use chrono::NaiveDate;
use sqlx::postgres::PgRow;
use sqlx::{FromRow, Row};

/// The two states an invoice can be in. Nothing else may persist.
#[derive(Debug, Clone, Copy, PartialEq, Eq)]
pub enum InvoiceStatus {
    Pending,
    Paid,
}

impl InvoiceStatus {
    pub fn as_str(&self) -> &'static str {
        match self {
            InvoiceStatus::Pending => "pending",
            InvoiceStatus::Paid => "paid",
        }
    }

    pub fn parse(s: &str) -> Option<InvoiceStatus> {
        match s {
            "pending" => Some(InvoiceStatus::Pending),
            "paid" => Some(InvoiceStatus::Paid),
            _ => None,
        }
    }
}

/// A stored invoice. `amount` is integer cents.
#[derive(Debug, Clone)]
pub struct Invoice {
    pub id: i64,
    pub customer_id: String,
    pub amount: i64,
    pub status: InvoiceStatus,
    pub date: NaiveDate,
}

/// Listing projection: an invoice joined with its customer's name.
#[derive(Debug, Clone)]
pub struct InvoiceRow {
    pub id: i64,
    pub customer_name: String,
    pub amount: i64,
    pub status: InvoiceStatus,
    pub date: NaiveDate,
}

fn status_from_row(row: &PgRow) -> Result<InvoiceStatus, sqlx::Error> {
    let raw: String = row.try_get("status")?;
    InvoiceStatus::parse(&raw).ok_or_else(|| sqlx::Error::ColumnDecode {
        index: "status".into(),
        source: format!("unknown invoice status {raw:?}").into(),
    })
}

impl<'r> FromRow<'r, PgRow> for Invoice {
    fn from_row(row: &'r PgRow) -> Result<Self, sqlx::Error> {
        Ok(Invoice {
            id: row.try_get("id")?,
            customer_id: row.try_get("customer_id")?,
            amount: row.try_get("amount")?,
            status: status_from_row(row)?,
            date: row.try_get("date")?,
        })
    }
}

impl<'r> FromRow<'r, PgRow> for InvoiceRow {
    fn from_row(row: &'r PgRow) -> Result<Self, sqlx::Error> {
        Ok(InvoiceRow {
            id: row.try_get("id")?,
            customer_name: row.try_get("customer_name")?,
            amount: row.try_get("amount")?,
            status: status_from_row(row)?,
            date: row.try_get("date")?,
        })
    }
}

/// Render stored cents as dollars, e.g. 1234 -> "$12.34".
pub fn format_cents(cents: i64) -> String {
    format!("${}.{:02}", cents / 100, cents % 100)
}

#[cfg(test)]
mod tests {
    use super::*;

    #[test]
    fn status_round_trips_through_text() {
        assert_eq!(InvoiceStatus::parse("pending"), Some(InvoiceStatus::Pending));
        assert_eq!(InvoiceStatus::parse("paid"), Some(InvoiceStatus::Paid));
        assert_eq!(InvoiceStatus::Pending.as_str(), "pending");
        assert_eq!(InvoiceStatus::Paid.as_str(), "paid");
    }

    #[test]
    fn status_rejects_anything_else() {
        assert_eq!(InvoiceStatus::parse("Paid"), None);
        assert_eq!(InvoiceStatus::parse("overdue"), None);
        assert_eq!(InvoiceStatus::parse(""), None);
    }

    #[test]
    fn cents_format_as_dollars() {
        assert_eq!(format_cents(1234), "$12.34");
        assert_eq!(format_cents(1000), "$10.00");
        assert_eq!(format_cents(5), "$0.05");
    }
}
++++++
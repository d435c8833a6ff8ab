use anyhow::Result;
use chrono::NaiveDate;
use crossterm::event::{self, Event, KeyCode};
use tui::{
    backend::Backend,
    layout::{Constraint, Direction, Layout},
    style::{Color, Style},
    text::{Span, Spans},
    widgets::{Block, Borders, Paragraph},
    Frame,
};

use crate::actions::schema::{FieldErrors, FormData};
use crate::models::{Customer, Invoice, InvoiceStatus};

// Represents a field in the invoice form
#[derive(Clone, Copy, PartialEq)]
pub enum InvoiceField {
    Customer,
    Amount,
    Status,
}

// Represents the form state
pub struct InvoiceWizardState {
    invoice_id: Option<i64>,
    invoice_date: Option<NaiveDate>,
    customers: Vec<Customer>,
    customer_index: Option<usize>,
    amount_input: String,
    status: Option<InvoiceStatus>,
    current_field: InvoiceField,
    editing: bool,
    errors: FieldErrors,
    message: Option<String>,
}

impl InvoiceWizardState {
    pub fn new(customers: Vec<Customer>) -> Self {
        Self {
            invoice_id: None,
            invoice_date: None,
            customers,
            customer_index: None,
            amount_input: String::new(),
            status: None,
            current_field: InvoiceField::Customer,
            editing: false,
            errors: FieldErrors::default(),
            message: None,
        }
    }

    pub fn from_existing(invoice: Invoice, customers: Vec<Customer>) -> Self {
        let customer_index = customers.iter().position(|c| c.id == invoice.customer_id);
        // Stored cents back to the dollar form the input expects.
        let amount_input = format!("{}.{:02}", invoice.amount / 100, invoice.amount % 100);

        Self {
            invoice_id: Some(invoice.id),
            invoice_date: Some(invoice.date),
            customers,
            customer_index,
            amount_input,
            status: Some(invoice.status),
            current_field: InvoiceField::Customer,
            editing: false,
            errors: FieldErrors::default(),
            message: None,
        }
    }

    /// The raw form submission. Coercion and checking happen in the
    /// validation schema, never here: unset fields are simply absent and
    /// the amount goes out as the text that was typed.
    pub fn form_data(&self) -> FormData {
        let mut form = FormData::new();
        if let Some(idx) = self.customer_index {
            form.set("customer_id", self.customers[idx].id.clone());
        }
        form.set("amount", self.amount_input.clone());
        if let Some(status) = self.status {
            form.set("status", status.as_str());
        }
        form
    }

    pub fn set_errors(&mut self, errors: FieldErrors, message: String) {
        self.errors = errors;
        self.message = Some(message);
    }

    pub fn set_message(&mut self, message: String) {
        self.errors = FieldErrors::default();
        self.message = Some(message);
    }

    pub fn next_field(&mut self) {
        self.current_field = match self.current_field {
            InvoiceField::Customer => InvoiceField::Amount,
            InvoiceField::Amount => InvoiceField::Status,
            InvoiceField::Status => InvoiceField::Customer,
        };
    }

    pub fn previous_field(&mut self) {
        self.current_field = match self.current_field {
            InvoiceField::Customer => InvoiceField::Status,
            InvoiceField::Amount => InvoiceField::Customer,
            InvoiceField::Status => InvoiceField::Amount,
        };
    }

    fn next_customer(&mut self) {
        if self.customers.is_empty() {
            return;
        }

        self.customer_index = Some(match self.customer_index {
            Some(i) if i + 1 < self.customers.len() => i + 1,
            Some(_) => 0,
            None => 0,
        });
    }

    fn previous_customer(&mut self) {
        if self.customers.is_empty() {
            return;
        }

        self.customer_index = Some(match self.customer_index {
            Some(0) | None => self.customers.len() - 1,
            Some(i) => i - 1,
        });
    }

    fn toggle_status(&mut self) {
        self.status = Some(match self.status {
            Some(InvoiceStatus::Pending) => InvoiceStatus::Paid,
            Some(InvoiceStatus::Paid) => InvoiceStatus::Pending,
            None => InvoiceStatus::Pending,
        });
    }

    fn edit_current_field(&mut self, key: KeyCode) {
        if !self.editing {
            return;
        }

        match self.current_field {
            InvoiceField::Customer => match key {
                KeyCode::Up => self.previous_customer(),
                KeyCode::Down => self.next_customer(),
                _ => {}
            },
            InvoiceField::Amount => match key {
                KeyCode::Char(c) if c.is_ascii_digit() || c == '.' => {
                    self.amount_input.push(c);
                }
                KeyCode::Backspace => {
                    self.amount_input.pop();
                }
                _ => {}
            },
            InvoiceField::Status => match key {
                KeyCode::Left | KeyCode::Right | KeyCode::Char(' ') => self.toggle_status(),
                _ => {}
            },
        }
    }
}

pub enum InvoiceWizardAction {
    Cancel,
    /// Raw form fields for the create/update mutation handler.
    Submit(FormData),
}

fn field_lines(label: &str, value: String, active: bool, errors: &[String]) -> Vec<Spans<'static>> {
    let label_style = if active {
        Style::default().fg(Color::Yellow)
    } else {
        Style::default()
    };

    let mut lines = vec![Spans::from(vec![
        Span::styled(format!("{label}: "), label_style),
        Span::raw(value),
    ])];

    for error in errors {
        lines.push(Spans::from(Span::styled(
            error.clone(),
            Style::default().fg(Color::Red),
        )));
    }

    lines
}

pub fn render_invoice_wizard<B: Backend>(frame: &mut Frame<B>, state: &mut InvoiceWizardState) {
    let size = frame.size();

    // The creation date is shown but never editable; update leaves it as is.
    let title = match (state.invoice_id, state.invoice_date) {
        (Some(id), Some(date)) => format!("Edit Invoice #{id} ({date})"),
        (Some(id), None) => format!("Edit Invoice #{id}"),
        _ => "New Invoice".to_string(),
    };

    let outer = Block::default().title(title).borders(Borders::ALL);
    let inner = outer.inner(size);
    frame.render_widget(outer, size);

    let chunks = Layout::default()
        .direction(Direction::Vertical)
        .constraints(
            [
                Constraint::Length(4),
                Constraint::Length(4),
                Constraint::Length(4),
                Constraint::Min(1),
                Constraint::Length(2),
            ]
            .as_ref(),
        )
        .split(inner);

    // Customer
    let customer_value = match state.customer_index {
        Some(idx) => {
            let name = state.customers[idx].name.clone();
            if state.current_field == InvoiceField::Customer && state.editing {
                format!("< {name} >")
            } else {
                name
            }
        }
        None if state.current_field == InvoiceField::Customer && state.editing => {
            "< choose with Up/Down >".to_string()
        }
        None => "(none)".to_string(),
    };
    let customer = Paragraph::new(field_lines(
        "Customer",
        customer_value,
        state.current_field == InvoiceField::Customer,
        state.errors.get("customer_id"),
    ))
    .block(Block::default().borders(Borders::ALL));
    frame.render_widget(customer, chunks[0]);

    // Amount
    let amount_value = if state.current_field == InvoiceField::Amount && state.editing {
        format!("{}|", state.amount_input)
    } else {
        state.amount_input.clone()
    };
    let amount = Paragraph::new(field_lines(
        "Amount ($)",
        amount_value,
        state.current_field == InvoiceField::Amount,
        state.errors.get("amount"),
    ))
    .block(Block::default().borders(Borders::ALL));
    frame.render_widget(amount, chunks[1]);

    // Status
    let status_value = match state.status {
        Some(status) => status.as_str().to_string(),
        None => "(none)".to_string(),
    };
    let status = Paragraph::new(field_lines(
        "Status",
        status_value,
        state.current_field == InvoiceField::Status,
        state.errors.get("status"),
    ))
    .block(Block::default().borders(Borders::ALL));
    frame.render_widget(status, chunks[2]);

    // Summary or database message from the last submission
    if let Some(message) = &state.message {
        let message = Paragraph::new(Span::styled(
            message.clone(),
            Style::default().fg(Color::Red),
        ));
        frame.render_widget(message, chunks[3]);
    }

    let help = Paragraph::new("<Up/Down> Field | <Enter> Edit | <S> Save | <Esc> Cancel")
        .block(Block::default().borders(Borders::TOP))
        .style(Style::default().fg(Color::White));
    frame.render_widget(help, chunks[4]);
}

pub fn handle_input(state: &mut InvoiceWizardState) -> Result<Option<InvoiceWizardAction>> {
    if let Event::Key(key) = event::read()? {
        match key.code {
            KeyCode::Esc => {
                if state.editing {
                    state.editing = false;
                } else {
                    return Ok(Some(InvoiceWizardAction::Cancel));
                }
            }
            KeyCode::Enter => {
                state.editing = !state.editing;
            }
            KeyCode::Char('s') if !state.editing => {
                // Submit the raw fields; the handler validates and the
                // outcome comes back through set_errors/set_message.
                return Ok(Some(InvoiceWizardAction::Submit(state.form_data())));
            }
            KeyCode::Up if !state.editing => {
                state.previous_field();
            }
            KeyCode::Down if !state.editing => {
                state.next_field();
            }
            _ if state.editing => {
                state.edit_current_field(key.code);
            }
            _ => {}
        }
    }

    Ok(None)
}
++++++
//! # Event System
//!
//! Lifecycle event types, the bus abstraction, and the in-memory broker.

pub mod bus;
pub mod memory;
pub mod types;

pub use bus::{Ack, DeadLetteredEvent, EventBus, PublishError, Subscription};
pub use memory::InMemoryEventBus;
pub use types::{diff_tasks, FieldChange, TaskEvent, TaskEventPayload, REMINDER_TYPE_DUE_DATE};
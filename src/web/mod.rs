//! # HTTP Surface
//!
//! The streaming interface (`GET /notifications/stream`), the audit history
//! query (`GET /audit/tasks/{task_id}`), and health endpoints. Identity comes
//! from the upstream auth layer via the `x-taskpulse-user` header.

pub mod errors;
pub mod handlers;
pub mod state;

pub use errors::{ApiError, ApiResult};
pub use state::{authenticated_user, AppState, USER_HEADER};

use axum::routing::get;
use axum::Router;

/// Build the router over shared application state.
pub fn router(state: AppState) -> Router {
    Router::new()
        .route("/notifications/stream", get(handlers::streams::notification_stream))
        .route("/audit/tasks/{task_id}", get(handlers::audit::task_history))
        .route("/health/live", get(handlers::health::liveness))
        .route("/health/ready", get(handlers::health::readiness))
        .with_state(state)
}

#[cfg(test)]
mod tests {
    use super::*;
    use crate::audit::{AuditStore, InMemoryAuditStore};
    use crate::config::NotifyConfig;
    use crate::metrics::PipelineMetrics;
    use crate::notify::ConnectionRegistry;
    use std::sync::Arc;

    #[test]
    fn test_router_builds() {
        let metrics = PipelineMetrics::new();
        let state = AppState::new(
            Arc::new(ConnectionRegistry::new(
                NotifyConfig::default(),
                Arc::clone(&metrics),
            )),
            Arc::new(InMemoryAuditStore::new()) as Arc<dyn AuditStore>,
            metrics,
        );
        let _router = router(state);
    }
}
++++++
■ **HOW TO COMPLETE THIS TASK**
Show every line of the listing that includes the word "handlers".

■ **COMPLETED EXERCISE**
pub mod handlers;
        .route("/notifications/stream", get(handlers::streams::notification_stream))
        .route("/audit/tasks/{task_id}", get(handlers::audit::task_history))
        .route("/health/live", get(handlers::health::liveness))
        .route("/health/ready", get(handlers::health::readiness))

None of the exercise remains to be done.